----- Data extracts
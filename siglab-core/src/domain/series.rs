//! CandleSeries — validated, ordered candle history.
//!
//! Construction checks the ordering invariant once; everything downstream
//! (indicators, conditions, signals) can then assume strictly increasing
//! timestamps and index-aligned columns.

use serde::{Deserialize, Serialize};

use crate::domain::Candle;

/// Errors raised while ingesting a candle sequence.
#[derive(Debug, thiserror::Error, PartialEq, Eq)]
pub enum SeriesError {
    #[error("candle timestamp at index {index} is not strictly increasing")]
    NonMonotonicTimestamp { index: usize },
}

/// Ordered candle sequence with strictly increasing timestamps.
///
/// Read-only once constructed: evaluation attaches derived columns to its
/// own output frame, never back onto the input series.
#[derive(Debug, Clone, Serialize, Deserialize)]
pub struct CandleSeries {
    candles: Vec<Candle>,
}

impl CandleSeries {
    /// Validate ordering and wrap the candle sequence.
    pub fn new(candles: Vec<Candle>) -> Result<Self, SeriesError> {
        for i in 1..candles.len() {
            if candles[i].timestamp <= candles[i - 1].timestamp {
                return Err(SeriesError::NonMonotonicTimestamp { index: i });
            }
        }
        Ok(Self { candles })
    }

    pub fn candles(&self) -> &[Candle] {
        &self.candles
    }

    pub fn len(&self) -> usize {
        self.candles.len()
    }

    pub fn is_empty(&self) -> bool {
        self.candles.is_empty()
    }

    /// Close prices as an aligned column.
    pub fn closes(&self) -> Vec<f64> {
        self.candles.iter().map(|c| c.close).collect()
    }

    /// Volumes as an aligned column.
    pub fn volumes(&self) -> Vec<f64> {
        self.candles.iter().map(|c| c.volume).collect()
    }
}
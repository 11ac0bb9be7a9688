//! MACD — Moving Average Convergence/Divergence.
//!
//! Line: EMA(close, fast) - EMA(close, slow)
//! Signal: EMA(line, signal_period), seeded on the line's valid suffix
//! Histogram: line - signal
//!
//! Three series, exposed as separate Indicator instances.
//! Lookback: slow - 1 for the line, slow + signal_period - 2 for signal
//! and histogram.

use crate::domain::Candle;
use crate::indicators::ema::ema_of_series;
use crate::indicators::Indicator;

/// Which MACD series to compute.
#[derive(Debug, Clone, Copy, PartialEq, Eq)]
pub enum MacdOutput {
    Line,
    Signal,
    Histogram,
}

#[derive(Debug, Clone)]
pub struct Macd {
    fast: usize,
    slow: usize,
    signal_period: usize,
    output: MacdOutput,
    name: String,
}

impl Macd {
    fn new(fast: usize, slow: usize, signal_period: usize, output: MacdOutput) -> Self {
        assert!(fast >= 1, "MACD fast period must be >= 1");
        assert!(slow > fast, "MACD slow period must be > fast period");
        assert!(signal_period >= 1, "MACD signal period must be >= 1");
        let suffix = match output {
            MacdOutput::Line => "line",
            MacdOutput::Signal => "signal",
            MacdOutput::Histogram => "hist",
        };
        Self {
            fast,
            slow,
            signal_period,
            output,
            name: format!("macd_{suffix}_{fast}_{slow}_{signal_period}"),
        }
    }

    pub fn line(fast: usize, slow: usize, signal_period: usize) -> Self {
        Self::new(fast, slow, signal_period, MacdOutput::Line)
    }

    pub fn signal(fast: usize, slow: usize, signal_period: usize) -> Self {
        Self::new(fast, slow, signal_period, MacdOutput::Signal)
    }

    pub fn histogram(fast: usize, slow: usize, signal_period: usize) -> Self {
        Self::new(fast, slow, signal_period, MacdOutput::Histogram)
    }
}

impl Indicator for Macd {
    fn name(&self) -> &str {
        &self.name
    }

    fn lookback(&self) -> usize {
        match self.output {
            MacdOutput::Line => self.slow - 1,
            MacdOutput::Signal | MacdOutput::Histogram => self.slow + self.signal_period - 2,
        }
    }

    fn compute(&self, candles: &[Candle]) -> Vec<f64> {
        let n = candles.len();
        let closes: Vec<f64> = candles.iter().map(|c| c.close).collect();

        let fast_ema = ema_of_series(&closes, self.fast);
        let slow_ema = ema_of_series(&closes, self.slow);

        let mut line = vec![f64::NAN; n];
        for i in 0..n {
            if !fast_ema[i].is_nan() && !slow_ema[i].is_nan() {
                line[i] = fast_ema[i] - slow_ema[i];
            }
        }

        if self.output == MacdOutput::Line {
            return line;
        }

        // Seed the signal EMA on the line's valid suffix; the NaN warm-up
        // prefix would otherwise poison the seed window.
        let Some(first) = line.iter().position(|v| !v.is_nan()) else {
            return vec![f64::NAN; n];
        };
        let tail = ema_of_series(&line[first..], self.signal_period);

        let mut signal = vec![f64::NAN; n];
        for (j, &v) in tail.iter().enumerate() {
            signal[first + j] = v;
        }

        match self.output {
            MacdOutput::Signal => signal,
            MacdOutput::Histogram => {
                let mut hist = vec![f64::NAN; n];
                for i in 0..n {
                    if !line[i].is_nan() && !signal[i].is_nan() {
                        hist[i] = line[i] - signal[i];
                    }
                }
                hist
            }
            MacdOutput::Line => unreachable!(),
        }
    }
}
//! Domain types — candles and the validated candle series.

pub mod candle;
pub mod series;

pub use candle::Candle;
pub use series::{CandleSeries, SeriesError};
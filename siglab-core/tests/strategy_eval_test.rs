//! End-to-end strategy evaluation tests.
//!
//! The scenario series is 700 synthetic 5-minute candles: flat at 100,
//! a step up to 103 at index 645 (SMA crossover, +DI onset), then a
//! wide-range candle at 650 whose high spikes up while the close dips
//! below the lower Bollinger band. With default parameters every entry
//! conjunct holds at 650 and only there.

use chrono::NaiveDate;
use siglab_core::domain::{Candle, CandleSeries};
use siglab_core::strategy::{
    columns, BuyTrigger, SellTrigger, SmaCross, StrategyParams, ENTRY_TAG, EXIT_TAG,
};

fn candle(i: usize, open: f64, high: f64, low: f64, close: f64, volume: f64) -> Candle {
    let base = NaiveDate::from_ymd_opt(2024, 1, 2)
        .unwrap()
        .and_hms_opt(0, 0, 0)
        .unwrap();
    Candle {
        timestamp: base + chrono::Duration::minutes(5 * i as i64),
        open,
        high,
        low,
        close,
        volume,
    }
}

/// 700 candles: flat, step up at 645, band-piercing dip at 650.
fn scenario_candles() -> Vec<Candle> {
    let mut candles = Vec::with_capacity(700);
    for i in 0..700 {
        let c = match i {
            0..=644 => candle(i, 100.0, 100.5, 99.5, 100.0, 1000.0),
            // Step up: high jumps, low holds, so only +DM registers.
            645 => candle(i, 100.0, 103.5, 99.5, 103.0, 1000.0),
            646..=649 => candle(i, 103.0, 103.5, 102.5, 103.0, 1000.0),
            // Wide-range candle: the high spike keeps the upward move
            // larger than the downward one (-DM stays 0) while the close
            // pierces the lower band.
            650 => candle(i, 103.0, 111.5, 96.5, 97.0, 1000.0),
            651 => candle(i, 97.0, 103.5, 96.5, 103.0, 1000.0),
            _ => candle(i, 103.0, 103.5, 102.5, 103.0, 1000.0),
        };
        candles.push(c);
    }
    candles
}

fn scenario_series() -> CandleSeries {
    CandleSeries::new(scenario_candles()).unwrap()
}

// ── Independent reference evaluation (plain loops, no library calls) ──

fn ref_gt(a: &[f64], b: &[f64]) -> Vec<bool> {
    (0..a.len())
        .map(|i| !a[i].is_nan() && !b[i].is_nan() && a[i] > b[i])
        .collect()
}

fn ref_lt(a: &[f64], b: &[f64]) -> Vec<bool> {
    (0..a.len())
        .map(|i| !a[i].is_nan() && !b[i].is_nan() && a[i] < b[i])
        .collect()
}

fn ref_gt_scalar(a: &[f64], t: f64) -> Vec<bool> {
    a.iter().map(|&x| !x.is_nan() && x > t).collect()
}

fn ref_crossed_above(a: &[f64], b: &[f64]) -> Vec<bool> {
    (0..a.len())
        .map(|i| {
            i > 0
                && !a[i - 1].is_nan()
                && !b[i - 1].is_nan()
                && !a[i].is_nan()
                && !b[i].is_nan()
                && a[i - 1] <= b[i - 1]
                && a[i] > b[i]
        })
        .collect()
}

fn ref_and(conds: &[Vec<bool>]) -> Vec<bool> {
    let n = conds[0].len();
    (0..n).map(|i| conds.iter().all(|c| c[i])).collect()
}

fn col<'a>(frame: &'a siglab_core::strategy::SignalFrame, name: &str) -> &'a [f64] {
    frame.column(name).unwrap()
}

#[test]
fn entry_fires_exactly_at_the_manufactured_setup() {
    let strategy = SmaCross::new(StrategyParams::default());
    let frame = strategy.evaluate(&scenario_series()).unwrap();

    let fired: Vec<usize> = frame
        .enter_long()
        .iter()
        .enumerate()
        .filter(|(_, &m)| m)
        .map(|(i, _)| i)
        .collect();
    assert_eq!(fired, vec![650]);

    // All five conjuncts hold at 650.
    assert!(col(&frame, columns::PLUS_DI)[650] > col(&frame, columns::MINUS_DI)[650]);
    assert!(col(&frame, columns::BUY_MA1)[650] > col(&frame, columns::BUY_MA2)[650]);
    assert!(col(&frame, columns::ADX)[650] > 30.1);
    assert!(frame.candles()[650].close < col(&frame, columns::BB_LOWER)[650]);
    assert!(frame.candles()[650].volume > 0.0);
}

#[test]
fn entry_mask_matches_hand_computed_conjunction() {
    let strategy = SmaCross::new(StrategyParams::default());
    let series = scenario_series();
    let frame = strategy.evaluate(&series).unwrap();

    let closes: Vec<f64> = frame.candles().iter().map(|c| c.close).collect();
    let volume_ok: Vec<bool> = frame.candles().iter().map(|c| c.volume > 0.0).collect();

    let expected = ref_and(&[
        ref_gt(col(&frame, columns::PLUS_DI), col(&frame, columns::MINUS_DI)),
        ref_gt(col(&frame, columns::BUY_MA1), col(&frame, columns::BUY_MA2)),
        ref_gt_scalar(col(&frame, columns::ADX), 30.1),
        ref_lt(&closes, col(&frame, columns::BB_LOWER)),
        volume_ok,
    ]);
    assert_eq!(frame.enter_long(), expected.as_slice());
}

#[test]
fn exit_mask_matches_hand_computed_conjunction() {
    let strategy = SmaCross::new(StrategyParams::default());
    let frame = strategy.evaluate(&scenario_series()).unwrap();

    let closes: Vec<f64> = frame.candles().iter().map(|c| c.close).collect();
    let volume_ok: Vec<bool> = frame.candles().iter().map(|c| c.volume > 0.0).collect();

    let expected = ref_and(&[
        ref_gt(&closes, col(&frame, columns::BB_UPPER)),
        volume_ok,
    ]);
    assert_eq!(frame.exit_long(), expected.as_slice());

    // The step candle closes above the upper band of the flat window.
    assert!(frame.exit_long()[645]);
    assert!(frame.exit_long()[646]);
    // The dip candle closes far below it.
    assert!(!frame.exit_long()[650]);
}

#[test]
fn tags_set_exactly_where_flags_fire() {
    let strategy = SmaCross::new(StrategyParams::default());
    let frame = strategy.evaluate(&scenario_series()).unwrap();

    for i in 0..frame.len() {
        if frame.enter_long()[i] {
            assert_eq!(frame.enter_tag(i), Some(ENTRY_TAG));
            assert_eq!(frame.entries().flag(i), 1);
        } else {
            assert_eq!(frame.enter_tag(i), None);
            assert_eq!(frame.entries().flag(i), 0);
        }
        if frame.exit_long()[i] {
            assert_eq!(frame.exit_tag(i), Some(EXIT_TAG));
        } else {
            assert_eq!(frame.exit_tag(i), None);
        }
    }

    assert_eq!(frame.enter_tag(650), Some("buy_signal"));
    assert_eq!(frame.exit_tag(645), Some("sell_signal"));
}

#[test]
fn evaluation_is_deterministic() {
    let strategy = SmaCross::new(StrategyParams::default());
    let series = scenario_series();
    let a = strategy.evaluate(&series).unwrap();
    let b = strategy.evaluate(&series).unwrap();

    for name in columns::ALL {
        let ca = a.column(name).unwrap();
        let cb = b.column(name).unwrap();
        assert_eq!(ca.len(), cb.len());
        for i in 0..ca.len() {
            // Bitwise identity, NaN included.
            assert_eq!(ca[i].to_bits(), cb[i].to_bits(), "{name} differs at {i}");
        }
    }
    assert_eq!(a.enter_long(), b.enter_long());
    assert_eq!(a.exit_long(), b.exit_long());
}

#[test]
fn enabling_a_guard_never_adds_entries() {
    let series = scenario_series();

    let without_guard = SmaCross::new(StrategyParams {
        buy_adx_enabled: false,
        ..Default::default()
    })
    .evaluate(&series)
    .unwrap();

    for buy_adx in [25.0, 30.1, 50.0] {
        let with_guard = SmaCross::new(StrategyParams {
            buy_adx_enabled: true,
            buy_adx,
            ..Default::default()
        })
        .evaluate(&series)
        .unwrap();

        for i in 0..series.len() {
            assert!(
                !with_guard.enter_long()[i] || without_guard.enter_long()[i],
                "guard added an entry at {i}"
            );
        }
    }

    // The scenario setup clears the default threshold but not the maximum.
    assert!(without_guard.enter_long()[650]);
    let strict = SmaCross::new(StrategyParams {
        buy_adx: 50.0,
        ..Default::default()
    })
    .evaluate(&series)
    .unwrap();
    assert_eq!(strict.entries().count(), 0);
}

#[test]
fn rsi_guard_narrows_the_same_way() {
    let series = scenario_series();
    let relaxed = SmaCross::new(StrategyParams::default()).evaluate(&series).unwrap();
    let guarded = SmaCross::new(StrategyParams {
        buy_rsi_enabled: true,
        buy_rsi: 30,
        ..Default::default()
    })
    .evaluate(&series)
    .unwrap();

    for i in 0..series.len() {
        assert!(!guarded.enter_long()[i] || relaxed.enter_long()[i]);
    }
    // The dip candle drives RSI below 30, so the entry survives the guard.
    assert!(guarded.enter_long()[650]);
}

#[test]
fn zero_volume_candle_cannot_fire() {
    let mut candles = scenario_candles();
    candles[650].volume = 0.0;
    let series = CandleSeries::new(candles).unwrap();

    let frame = SmaCross::new(StrategyParams::default()).evaluate(&series).unwrap();
    assert!(!frame.enter_long()[650]);
    assert_eq!(frame.entries().count(), 0);
}

#[test]
fn macd_triggers_match_hand_computed_crossovers() {
    let strategy = SmaCross::new(StrategyParams {
        buy_trigger: BuyTrigger::MacdCrossSignal,
        sell_trigger: SellTrigger::MacdCrossSignal,
        buy_adx_enabled: false,
        ..Default::default()
    });
    let frame = strategy.evaluate(&scenario_series()).unwrap();

    let volume_ok: Vec<bool> = frame.candles().iter().map(|c| c.volume > 0.0).collect();
    let macd = col(&frame, columns::MACD);
    let macdsignal = col(&frame, columns::MACD_SIGNAL);

    let expected_entries = ref_and(&[
        ref_gt(col(&frame, columns::PLUS_DI), col(&frame, columns::MINUS_DI)),
        ref_gt(col(&frame, columns::BUY_MA1), col(&frame, columns::BUY_MA2)),
        ref_crossed_above(macd, macdsignal),
        volume_ok.clone(),
    ]);
    assert_eq!(frame.enter_long(), expected_entries.as_slice());

    let expected_exits: Vec<bool> = (0..frame.len())
        .map(|i| {
            i > 0
                && !macd[i - 1].is_nan()
                && !macdsignal[i - 1].is_nan()
                && !macd[i].is_nan()
                && !macdsignal[i].is_nan()
                && macd[i - 1] >= macdsignal[i - 1]
                && macd[i] < macdsignal[i]
                && volume_ok[i]
        })
        .collect();
    assert_eq!(frame.exit_long(), expected_exits.as_slice());

    // The step at 645 bends the MACD line up through its signal line.
    assert!(frame.exits().count() > 0 || frame.entries().count() > 0);
}

#[test]
fn out_of_range_params_abort_with_named_bound() {
    let strategy = SmaCross::new(StrategyParams {
        buy_adx: 60.0,
        ..Default::default()
    });
    let err = strategy.evaluate(&scenario_series()).unwrap_err();
    let message = err.to_string();
    assert!(message.contains("buy_adx"));
    assert!(message.contains("60"));
    assert!(message.contains("[25, 50]"));
}

#[test]
fn no_signal_inside_warmup_window() {
    // Values crafted to satisfy comparisons if warm-up NaNs leaked through.
    let candles: Vec<Candle> = (0..20)
        .map(|i| candle(i, 100.0 + i as f64, 102.0 + i as f64, 99.0 + i as f64, 101.0 + i as f64, 1000.0))
        .collect();
    let series = CandleSeries::new(candles).unwrap();

    let frame = SmaCross::new(StrategyParams::default()).evaluate(&series).unwrap();
    // Every trigger depends on a column still undefined at 20 candles.
    assert_eq!(frame.entries().count(), 0);
    assert_eq!(frame.exits().count(), 0);
}

#[test]
fn full_hash_stable_across_identical_params() {
    assert_eq!(
        StrategyParams::default().full_hash(),
        StrategyParams::default().full_hash()
    );
    assert_ne!(
        StrategyParams::default().full_hash(),
        StrategyParams::tuned().full_hash()
    );
}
----------
> _What is being asked_
Report the lines above that contain "strictly".

> _Task solution_
//! (indicators, conditions, signals) can then assume strictly increasing
    #[error("candle timestamp at index {index} is not strictly increasing")]
/// Ordered candle sequence with strictly increasing timestamps.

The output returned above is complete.